Unternehmen umdenken
Vertrauen in Unternehmen
Wie soll ich darauf vertrauen, dass ein Unternehmen seinen Werten treu bleibt? Diese Frage stelle ich mir oft. Denn wir leben in einer Wirtschaft, welche die Ziele eines guten Unternehmens darin sieht, möglichst viel Gewinn zu machen. Mir fällt es deswegen schwer, drauf zu vertrauen, dass Unternehmen den Werten treu bleiben, mit denen sie werben. Schließlich kann es immer passieren, dass aus Gründen der Gewinnsteigerung die Umsetzung dieser Werte vernachlässigt wird.
Im Bereich der Nachhaltigkeit fällt mir das besonders oft auf. So wirbt gerade nahezu jedes Unternehmen damit, dass es besonders klimafreundlich und nachhaltig sei. Aber bei welchem Unternehmen kann ich solchen Werbeaussagen trauen? Man kann Siegel einführen, welche die Einhaltung von Standards überprüfen. Aber wie wir bei Bio sehen können, ist es nicht ersichtlich, welches Siegel die ursprünglichen Standards angibt und welches nur einen Abklatsch versichert. Wir stellen fest: Das Problem mit dem Vertrauen verschiebt sich nur.

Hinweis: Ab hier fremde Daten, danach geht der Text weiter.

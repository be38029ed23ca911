//! The board: a fixed 7x7 grid of slots.

use crate::board::{
    Coord, PALETTE, RandomSource, SLOT_COUNT, Slot, SlotIndex, SlotState, XorShift64,
};
use crate::layout::{Layout, Point};

/// The game board.
///
/// Owns every slot and the random source used to color pegs. Slots are
/// created once; only their states change afterwards.
#[derive(Debug, Clone)]
pub struct Board<R = XorShift64> {
    /// Slots stored in row-major order.
    slots: [Slot; SLOT_COUNT],
    /// Source for peg colors, drawn from on every initialization.
    rng: R,
}

impl<R: RandomSource> Board<R> {
    /// Create a board drawing its colors from `rng`, initialized for play.
    #[must_use]
    pub fn new(rng: R) -> Self {
        let mut board = Self {
            slots: std::array::from_fn(Slot::blank),
            rng,
        };
        board.initialize();
        board
    }

    /// Put the board in its starting position.
    ///
    /// Slots outside the cross become `Invalid`, the center becomes `Empty`
    /// and every other slot gets a peg with a color from the palette.
    pub fn initialize(&mut self) {
        for slot in &mut self.slots {
            let state = if slot.index() == SlotIndex::CENTER {
                SlotState::Empty
            } else if slot.coord().in_cross() {
                SlotState::Occupied(PALETTE[self.rng.next_below(PALETTE.len())])
            } else {
                SlotState::Invalid
            };
            *slot.state_mut() = state;
        }
    }
}

impl<R> Board<R> {
    /// Get the slot at a grid position, `None` off the grid.
    #[must_use]
    pub fn slot_at(&self, row: usize, col: usize) -> Option<&Slot> {
        SlotIndex::from_coord(Coord::new(row, col)).map(|index| self.slot(index))
    }

    /// Get the slot at a raw linear index, `None` outside `0..SLOT_COUNT`.
    #[must_use]
    pub fn slot_by_index(&self, index: usize) -> Option<&Slot> {
        SlotIndex::new(index).map(|index| self.slot(index))
    }

    /// Get the slot at a checked index.
    #[must_use]
    #[inline]
    pub fn slot(&self, index: SlotIndex) -> &Slot {
        &self.slots[index.get()]
    }

    /// Get the playable slot whose on-screen bounds under `layout` contain
    /// `point`. Slots outside the cross have no bounds and never match.
    #[must_use]
    pub fn slot_at_point(&self, layout: &Layout, point: Point) -> Option<&Slot> {
        self.slots
            .iter()
            .filter(|slot| slot.state().is_playable())
            .find(|slot| layout.slot_rect(slot.index()).contains(point))
    }

    /// All slots in row-major order.
    #[must_use]
    #[inline]
    pub fn slots(&self) -> &[Slot] {
        &self.slots
    }

    /// Iterate over all slots in row-major order.
    pub fn iter(&self) -> std::slice::Iter<'_, Slot> {
        self.slots.iter()
    }

    /// Copy of every slot state, for comparing whole boards.
    #[must_use]
    pub fn states(&self) -> [SlotState; SLOT_COUNT] {
        std::array::from_fn(|i| self.slots[i].state())
    }

    /// Number of slots holding a peg.
    #[must_use]
    pub fn occupied_count(&self) -> usize {
        self.count_where(SlotState::has_peg)
    }

    /// Number of playable slots without a peg.
    #[must_use]
    pub fn empty_count(&self) -> usize {
        self.count_where(|state| state == SlotState::Empty)
    }

    /// Number of slots outside the cross.
    #[must_use]
    pub fn invalid_count(&self) -> usize {
        self.count_where(|state| state == SlotState::Invalid)
    }

    fn count_where(&self, predicate: impl Fn(SlotState) -> bool) -> usize {
        self.slots.iter().filter(|slot| predicate(slot.state())).count()
    }

    pub(crate) fn state_mut(&mut self, index: SlotIndex) -> &mut SlotState {
        self.slots[index.get()].state_mut()
    }
}

impl<'a, R> IntoIterator for &'a Board<R> {
    type Item = &'a Slot;
    type IntoIter = std::slice::Iter<'a, Slot>;

    fn into_iter(self) -> Self::IntoIter {
        self.slots.iter()
    }
}

#[cfg(test)]
mod tests {
    use super::*;
    use crate::board::{CENTER, INVALID_SLOT_COUNT, PegColor, STARTING_PEGS};

    /// Cycles through a fixed list of values.
    #[derive(Debug, Clone)]
    struct FixedSource {
        values: Vec<u64>,
        next: usize,
    }

    impl RandomSource for FixedSource {
        fn next_u64(&mut self) -> u64 {
            let value = self.values[self.next % self.values.len()];
            self.next += 1;
            value
        }
    }

    #[test]
    fn test_corner_exclusion() {
        let board = Board::new(XorShift64::default());
        for slot in board.iter() {
            let coord = slot.coord();
            let outside = !(2..5).contains(&coord.row) && !(2..5).contains(&coord.col);
            assert_eq!(slot.state() == SlotState::Invalid, outside, "slot {coord:?}");
        }
        assert_eq!(board.invalid_count(), INVALID_SLOT_COUNT);
    }

    #[test]
    fn test_single_empty_center() {
        let board = Board::new(XorShift64::new(99));
        assert_eq!(board.empty_count(), 1);
        assert_eq!(board.slot(SlotIndex::CENTER).state(), SlotState::Empty);
        assert_eq!(board.occupied_count(), STARTING_PEGS);
    }

    #[test]
    fn test_colors_follow_the_source() {
        let board = Board::new(FixedSource {
            values: vec![1],
            next: 0,
        });
        for slot in board.iter().filter(|s| s.state().has_peg()) {
            assert_eq!(slot.state(), SlotState::Occupied(PegColor::Navy));
        }
    }

    #[test]
    fn test_same_seed_same_board() {
        let a = Board::new(XorShift64::new(42));
        let b = Board::new(XorShift64::new(42));
        assert_eq!(a.states(), b.states());
    }

    #[test]
    fn test_initialize_rerolls_colors() {
        let mut board = Board::new(XorShift64::new(42));
        let first = board.states();
        board.initialize();
        assert_ne!(first, board.states());
        assert_eq!(board.occupied_count(), STARTING_PEGS);
    }

    #[test]
    fn test_initialize_restores_layout_after_play() {
        let mut board = Board::new(XorShift64::default());
        *board.state_mut(SlotIndex::new(10).unwrap()) = SlotState::Empty;
        *board.state_mut(SlotIndex::CENTER) = SlotState::Occupied(PegColor::Mint);
        board.initialize();
        assert_eq!(board.empty_count(), 1);
        assert_eq!(board.slot(SlotIndex::CENTER).state(), SlotState::Empty);
    }

    #[test]
    fn test_slot_at_bounds() {
        let board = Board::new(XorShift64::default());
        assert_eq!(board.slot_at(3, 3).unwrap().coord(), CENTER);
        assert!(board.slot_at(7, 3).is_none());
        assert!(board.slot_at(3, 7).is_none());
        assert!(board.slot_at(usize::MAX, 0).is_none());
    }

    #[test]
    fn test_slot_by_index_bounds() {
        let board = Board::new(XorShift64::default());
        assert_eq!(board.slot_by_index(0).unwrap().index().get(), 0);
        assert_eq!(board.slot_by_index(48).unwrap().coord(), Coord::new(6, 6));
        assert!(board.slot_by_index(49).is_none());
    }

    #[test]
    fn test_slot_at_point() {
        let board = Board::new(XorShift64::default());
        let layout = Layout::pixels();

        // Inside the center slot's square
        let hit = board.slot_at_point(&layout, Point::new(200 + 3 * 50 + 10, 200 + 3 * 50 + 10));
        assert_eq!(hit.map(Slot::index), Some(SlotIndex::CENTER));

        // In the gap between two slots
        assert!(board.slot_at_point(&layout, Point::new(200 + 47, 200 + 3 * 50)).is_none());

        // Over a corner block
        assert!(board.slot_at_point(&layout, Point::new(205, 205)).is_none());

        // Off the board
        assert!(board.slot_at_point(&layout, Point::new(10, 10)).is_none());
    }
}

Einige Unternehmer:innen in Deutschland haben dieses Problem auch erkannt und wollten daran etwas ändern. Sie haben die Strukturen ihrer Unternehmen so gestaltet, dass sie keine Gewinne privatisieren können und somit ihre Handlungen an die Zwecke und Werte der Organisation gebunden bleiben – die wiederum müssen noch nicht nachhaltig sein, aber zumindest die Gefahr gekaperter Werte wird abgewehrt. Diese institutionelle Innovation nennen sie Unternehmen in Verantwortungseigentum.

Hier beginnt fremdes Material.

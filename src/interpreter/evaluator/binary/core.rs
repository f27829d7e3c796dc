use crate::{
    ast::{BinaryOperator, Expr},
    interpreter::{
        evaluator::core::{Context, EvalResult},
        value::core::Value,
    },
};

impl Context<'_> {
    /// Evaluates a binary expression node.
    ///
    /// The logical operators receive their operands unevaluated so that they
    /// can short-circuit. Every other operator evaluates the left operand,
    /// then the right one, and hands both values to [`Context::eval_binary`].
    ///
    /// # Parameters
    /// - `left`: Left operand expression.
    /// - `op`: The operator.
    /// - `right`: Right operand expression.
    /// - `line`: Line number for error reporting.
    pub fn eval_binary_op(&mut self,
                          left: &Expr,
                          op: BinaryOperator,
                          right: &Expr,
                          line: usize)
                          -> EvalResult<Value> {
        match op {
            BinaryOperator::And | BinaryOperator::Or => self.eval_logic(op, left, right, line),
            _ => {
                let left = self.eval(left)?;
                let right = self.eval(right)?;
                Self::eval_binary(op, &left, &right, line)
            },
        }
    }

    /// Evaluates a binary operation between two values.
    ///
    /// Arithmetic operators are routed to `eval_scalar_op`, relational and
    /// equality operators to `eval_comparison`. Logical operators combine the
    /// truthiness of both values; at this point both sides have already been
    /// evaluated, so there is nothing left to short-circuit.
    ///
    /// # Parameters
    /// - `op`: The operator.
    /// - `left`: Left operand.
    /// - `right`: Right operand.
    /// - `line`: Line number for error reporting.
    ///
    /// # Returns
    /// An `EvalResult<Value>` containing the evaluated result.
    ///
    /// # Example
    /// ```
    /// use pebble::{
    ///     ast::BinaryOperator,
    ///     interpreter::{evaluator::core::Context, value::core::Value},
    /// };
    ///
    /// let left = Value::Number(3.0);
    /// let right = Value::Number(4.0);
    ///
    /// let result = Context::eval_binary(BinaryOperator::Add, &left, &right, 1);
    /// assert_eq!(result.unwrap(), Value::Number(7.0));
    /// ```
    pub fn eval_binary(op: BinaryOperator,
                       left: &Value,
                       right: &Value,
                       line: usize)
                       -> EvalResult<Value> {
        use BinaryOperator::{
            Add, And, Div, Equal, Greater, GreaterEqual, Less, LessEqual, Mul, NotEqual, Or, Sub,
        };

        match op {
            Add | Sub | Mul | Div => Self::eval_scalar_op(op, left, right, line),
            Less | Greater | LessEqual | GreaterEqual | Equal | NotEqual => {
                Self::eval_comparison(op, left, right, line)
            },
            And => Ok(Value::Bool(left.is_truthy() && right.is_truthy())),
            Or => Ok(Value::Bool(left.is_truthy() || right.is_truthy())),
        }
    }
}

Was diese Unternehmer:innen geschafft haben, sind für sich bereits zahlreiche Gelingensgeschichten, denn derzeit gibt es in Deutschland noch keine eigenständige Unternehmensform, die dem entspricht. Die Umsetzung dieser Strukturen ist deswegen kompliziert und aufwendig. Aber um diese Unternehmen geht es mir hier gar nicht. Ich möchte eine noch viel größere Gelingensgeschichte erzählen: die Geschichte einer Stiftung. Ihr ist es gelungen, dass im aktuellen Koalitionsvertrag Verantwortungseigentum als eine rechtliche Unternehmensform festgeschrieben ist.
Stiftung Verantwortungseigentum
Um besser erklären zu können, was die Stiftung macht, möchte ich kurz darlegen, was Verantwortungseigentum bedeutet. Bei Verantwortungseigentum geht es um eine Unternehmensform, welche zwei Ideen verbindet. Zum einen soll das Unternehmen möglichst selbstständig bleiben und nicht zum Objekt von Spekulation werden. Zum anderen sollen die Gewinne nicht aus dem Unternehmen entnommen, sondern wieder in das Unternehmen und seinen Zweck reinvestiert werden.

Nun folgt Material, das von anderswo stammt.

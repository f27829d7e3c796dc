#[derive(Debug)]
/// Represents all errors that can occur during evaluation and runtime.
pub enum RuntimeError {
    /// Tried to use an undefined variable.
    UnknownVariable {
        /// The name of the variable.
        name: String,
        /// The source line where the error occurred.
        line: usize,
    },
    /// A value had an unexpected or incompatible type.
    TypeError {
        /// Details about the type mismatch.
        details: String,
        /// The source line where the error occurred.
        line:    usize,
    },
    /// Writing program output or reading program input failed.
    Io {
        /// The underlying I/O error.
        source: std::io::Error,
        /// The source line where the error occurred.
        line:   usize,
    },
}

impl RuntimeError {
    /// Gets the source line the error was reported on.
    #[must_use]
    pub const fn line_number(&self) -> usize {
        match self {
            Self::UnknownVariable { line, .. }
            | Self::TypeError { line, .. }
            | Self::Io { line, .. } => *line,
        }
    }
}

impl std::fmt::Display for RuntimeError {
    fn fmt(&self, f: &mut std::fmt::Formatter<'_>) -> std::fmt::Result {
        match self {
            Self::UnknownVariable { name, line } => {
                write!(f, "Error on line {line}: Unknown variable '{name}'.")
            },
            Self::TypeError { details, line } => {
                write!(f, "Error on line {line}: Type error: {details}.")
            },
            Self::Io { source, line } => write!(f, "Error on line {line}: I/O failure: {source}."),
        }
    }
}

impl std::error::Error for RuntimeError {
    fn source(&self) -> Option<&(dyn std::error::Error + 'static)> {
        match self {
            Self::Io { source, .. } => Some(source),
            _ => None,
        }
    }
}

Derzeit gibt es eine solche Unternehmensform noch nicht, dennoch haben bekannte Unternehmen wie Einhorn, Ecosia oder Bosch diese Struktur gewählt. Dabei wird eine rechtliche Konstruktion aus GmbH und Stiftung gebildet. Das Problem ist, dass dies vor allem für kleinere Unternehmen und Start-Ups mit hohen formellen Hürden und viel Aufwand verbunden ist.
Die Stiftung Verantwortungseigentum, welche im November 2019 gegründet wurde, unterstützt dabei und fördert die Verbreitung von Verantwortungseigentum. Sie tut dies, indem sie für öffentliche Aufmerksamkeit sorgt. Auch hilft sie Unternehmer:innen bei der Umsetzung und bietet eine Plattform zur Vernetzung. Das langfristige Ziel der Stiftung besteht darin, eine GmbH-VE, welche an diesen Prinzipien orientiert ist, im deutschen Gesellschaftsrecht zu verankern.
Eine neue Rechtsform
Wie das rechtlich umgesetzt werden soll, hat die Stiftung juristisch ausformuliert.1 Drei Kernpunkte sind für diese Unternehmensform entscheidend.
- Das Selbstbestimmungsprinzip
Damit soll festgelegt werden, dass nur jene Menschen eine Kontrollposition in dem Unternehmen bekommen können, welche der gleichen »Werte- und Fähigkeitenfamilie« angehören und dem Unternehmen langfristig verbunden sind. Auch müssen die Gesellschafter:innen zustimmen, wenn neue Personen in die Gesellschaft eintreten möchten. So ist es nur möglich, dass natürliche Personen, andere GmbH-VE oder weitere Rechtsträger mit dauerhafter Vermögensbindung (z. B. rechtsfähige Stiftungen) beitreten. Auch können die Kontrollrechte schwieriger veräußert oder vererbt werden. - Die Vermögensbindung
Das Vermögen wird an das Unternehmen gebunden, so dass Gewinne und Wertsteigerungen des Unternehmens nicht an die Gesellschafter:innen ausgeschüttet, also privatisiert werden. Bei Eintritt hinterlegen die Gesellschafter:innen einen Einlagewert, welchen sie beim Ausstieg oder der Auflösung des Unternehmens zurückerhalten.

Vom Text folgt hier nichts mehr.